Bitcoin has suffered two straight days of selling, bringing the price close to below $31,000. Also, ether funding rates for leveraged positions are cooling after a very heated few weeks.
- Bitcoin (BTC) trading around $31,850 as of 21:00 UTC (4 p.m. ET). Slipping 8.9% over the previous 24 hours.
- Bitcoin’s 24-hour range: $31,006-$35,656 (CoinDesk 20)
- BTC slightly above the 10-hour moving averages but well below the 50-hour on the hourly chart, a sideways-to-bearish signal for market technicians.
Bitcoin trading on Bitstamp since Jan. 18.
The price of bitcoin is in the second day of a major sell-off, with the world’s oldest cryptocurrency bottoming out Thursday around 14:30 UTC (9 a.m. ET) at $31,006, according to CoinDesk 20 data. Bitcoin has gained somewhat since then, changing hands at $31,850 as of press time.
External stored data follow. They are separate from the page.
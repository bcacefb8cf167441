use eframe::egui;
use shared::theme::{Rgb, Theme, ThemeRole};

#[derive(Debug, Clone, Copy)]
pub struct Palette {
    pub background_main: egui::Color32,
    pub background_light: egui::Color32,
    pub background_nav: egui::Color32,
    pub background_card: egui::Color32,
    pub primary_text: egui::Color32,
    pub primary_text_hover: egui::Color32,
    pub primary_bg: egui::Color32,
    pub primary_bg_hover: egui::Color32,
    pub icon: egui::Color32,
    pub text_main: egui::Color32,
    pub text_hero: egui::Color32,
    pub text_light: egui::Color32,
    pub footer_bg: egui::Color32,
    pub border: egui::Color32,
    pub error_bg: egui::Color32,
    pub error_text: egui::Color32,
}

fn color(theme: &Theme, role: ThemeRole) -> egui::Color32 {
    let Rgb(r, g, b) = theme.color(role);
    egui::Color32::from_rgb(r, g, b)
}

impl From<&Theme> for Palette {
    fn from(theme: &Theme) -> Self {
        Self {
            background_main: color(theme, ThemeRole::BackgroundMain),
            background_light: color(theme, ThemeRole::BackgroundLight),
            background_nav: color(theme, ThemeRole::BackgroundNav),
            background_card: color(theme, ThemeRole::BackgroundCard),
            primary_text: color(theme, ThemeRole::PrimaryText),
            primary_text_hover: color(theme, ThemeRole::PrimaryTextHover),
            primary_bg: color(theme, ThemeRole::PrimaryBg),
            primary_bg_hover: color(theme, ThemeRole::PrimaryBgHover),
            icon: color(theme, ThemeRole::PrimaryIcon),
            text_main: color(theme, ThemeRole::TextMain),
            text_hero: color(theme, ThemeRole::TextHero),
            text_light: color(theme, ThemeRole::TextLight),
            footer_bg: color(theme, ThemeRole::FooterBg),
            border: color(theme, ThemeRole::Border),
            error_bg: egui::Color32::from_rgb(254, 242, 242),
            error_text: egui::Color32::from_rgb(185, 28, 28),
        }
    }
}

pub fn apply(ctx: &egui::Context, palette: &Palette) {
    let mut style = (*ctx.style()).clone();
    style.visuals = egui::Visuals::light();
    style.visuals.panel_fill = palette.background_main;
    style.visuals.window_fill = palette.background_light;
    style.visuals.override_text_color = Some(palette.text_main);
    style.visuals.hyperlink_color = palette.primary_text_hover;

    style.visuals.widgets.inactive.weak_bg_fill = palette.primary_bg;
    style.visuals.widgets.inactive.bg_fill = palette.primary_bg;
    style.visuals.widgets.inactive.bg_stroke = egui::Stroke::new(1.0, palette.border);
    style.visuals.widgets.hovered.weak_bg_fill = palette.primary_bg_hover;
    style.visuals.widgets.hovered.bg_fill = palette.primary_bg_hover;
    style.visuals.widgets.active.weak_bg_fill = palette.primary_bg_hover;
    style.visuals.selection.bg_fill = palette.primary_bg_hover;
    style.visuals.selection.stroke = egui::Stroke::new(1.0, palette.primary_text);
    style.visuals.extreme_bg_color = egui::Color32::WHITE;

    style.spacing.item_spacing = egui::vec2(10.0, 8.0);
    style.spacing.button_padding = egui::vec2(14.0, 8.0);
    style.spacing.interact_size = egui::vec2(40.0, 30.0);
    ctx.set_style(style);
}
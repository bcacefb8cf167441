pub mod domain;
pub mod error;
pub mod protocol;
pub mod site;
pub mod theme;
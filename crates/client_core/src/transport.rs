use std::time::Duration;

use async_trait::async_trait;
use reqwest::Client;
use serde::Deserialize;
use shared::protocol::RsvpPayload;
use tracing::debug;

use crate::{endpoint::Endpoint, error::TransportError};

/// How much of the relay's answer the transport is allowed to look at.
#[derive(Debug, Clone, Copy, PartialEq, Eq, Default, Deserialize)]
#[serde(rename_all = "snake_case")]
pub enum DeliveryMode {
    /// The request leaving without error counts as delivered; the response is never read.
    #[default]
    Blind,
    /// Non-2xx statuses are reported as rejections.
    Confirmed,
}

impl DeliveryMode {
    pub fn parse(raw: &str) -> Option<Self> {
        match raw.trim().to_ascii_lowercase().as_str() {
            "blind" => Some(DeliveryMode::Blind),
            "confirmed" => Some(DeliveryMode::Confirmed),
            _ => None,
        }
    }
}

#[async_trait]
pub trait RsvpTransport: Send + Sync {
    async fn submit(&self, endpoint: &Endpoint, payload: &RsvpPayload)
        -> Result<(), TransportError>;
}

pub struct HttpRsvpTransport {
    http: Client,
    mode: DeliveryMode,
}

impl HttpRsvpTransport {
    pub fn new(mode: DeliveryMode, timeout: Option<Duration>) -> Result<Self, TransportError> {
        let mut builder = Client::builder();
        if let Some(timeout) = timeout {
            builder = builder.timeout(timeout);
        }
        let http = builder
            .build()
            .map_err(|err| TransportError::Request(err.to_string()))?;
        Ok(Self { http, mode })
    }

    pub fn mode(&self) -> DeliveryMode {
        self.mode
    }
}

#[async_trait]
impl RsvpTransport for HttpRsvpTransport {
    async fn submit(
        &self,
        endpoint: &Endpoint,
        payload: &RsvpPayload,
    ) -> Result<(), TransportError> {
        let res = self
            .http
            .post(endpoint.url().clone())
            .json(payload)
            .send()
            .await?;

        match self.mode {
            DeliveryMode::Blind => {
                debug!(endpoint = %endpoint, "rsvp dispatched without reading response");
                Ok(())
            }
            DeliveryMode::Confirmed => {
                let status = res.status();
                debug!(endpoint = %endpoint, status = status.as_u16(), "rsvp relay answered");
                if status.is_success() {
                    Ok(())
                } else {
                    Err(TransportError::Rejected {
                        status: status.as_u16(),
                    })
                }
            }
        }
    }
}

#[cfg(test)]
#[path = "tests/transport_tests.rs"]
mod tests;
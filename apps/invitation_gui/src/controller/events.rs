//! Backend-to-UI events.

use client_core::{RsvpSnapshot, ScrollState};

pub enum UiEvent {
    BackendReady,
    BackendFailed(String),
    Rsvp(RsvpSnapshot),
    Header(ScrollState),
}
Rupert Douglas, head of institutional sales at crypto custody provider Koine, said bitcoin’s drop this week comes after a month when fresh all-time highs were crossed several times. “It’s been quite a run,” Douglas told CoinDesk. “I think we’re due a pullback after the recent pump.”
The current all-time high for bitcoin’s price, set on Jan. 8, is $41,962, according to CoinDesk 20 data. In the couple of weeks after that record – to Thursday’s low – bitcoin fell by over 26%.
Bitcoin’s historical price over the past month.
Source: CoinDesk 20
Katie Stockton, technical analyst at Fairlead Strategies, continues to see support at $25,000 where she sees traders planning to scoop up some of the asset and push price back up.
“Yes, bitcoin is extending its pullback,” Stockton said. “The $25,000 level would be a natural level for buyers to show interest.”
Volatility for bitcoin has been rising. Data from Wednesday’s close shows bitcoin’s 30-day volatility is trending upward again. It was at 88.7% on Jan. 20, a level not seen since April 2020 when the coronavirus created uncertainty for all markets across the board, including cryptocurrencies.
Bitcoin’s historical 30-day volatility the past year.
Source: Shuai Hao/CoinDesk Research
Stockton expects bitcoin’s gyrations to continue for a while. “My short-term overbought/oversold measures support another couple weeks of downside volatility, after which we would look for support discovery.”
News stories are beginning to detail bearish signals in the crypto market, including one on the nominee for Treasury Secretary in the Biden administration, according to Jason Lau, chief operating officer for San Francisco-based exchange OKCoin. “Comments from Janet Yellen about curtailing crypto was another negative headline,” Lau told CoinDesk.
In addition, Wednesday’s bitcoin volumes are shaping up to be the weakest they have been in the past month. Daily volume on the eight exchanges tracked on the CoinDesk 20 were at $860 million as of press time, a paltry showing compared to the past month’s $4.3 billion average.
Bitcoin spot volumes on eight major exchanges the past month. (Shuai Hao/CoinDesk Research)
OKCoin’s Lau is seeing a lot of selling in the market, with Asia particularly bearish, he told CoinDesk. Yet, institutional investors in the U.S. are still grabbing some bitcoin, which is a bright spot to consider.
“Over the past few weeks we have seen a strong and consistent selling during Asian trading hours, while new capital from North America has constantly bought the dips during their trading hours,” Lau said. “Asian traders look to be taking profits with price increases, while American investors, mostly institutions, continue to engage in crypto markets and accumulate positions.”
Ether swaps funding comes back to earth
The second-largest cryptocurrency by market capitalization, ether (ETH), was down Thursday, trading around $1,206 and falling 9.6% in 24 hours as of 21:00 UTC (4:00 p.m. ET).
After some ether perpetual swaps funding rates were coming in at lofty levels in January, including BitMEX offering a whopping 0.6%+ rate Jan. 4., the numbers are now converging towards zero on the spot price drop.
Ether perpetual swaps funding on major leverage venues the past month.
The funding rates are for liquidity providers to offer leverage to traders to go long or short. Thus when funding rates were high, it meant traders were paying a premium to go long. It’s much lower now.
Vishal Shah, founder of derivatives exchange Alpha5, says ether’s previously incredibly high funding rates proves an all-time high of $1,439 per 1 ETH was the result of an overheated market. “I’ve only had a peripheral look, but I’d say the cost of leverage was simply too high,” Shah told CoinDesk.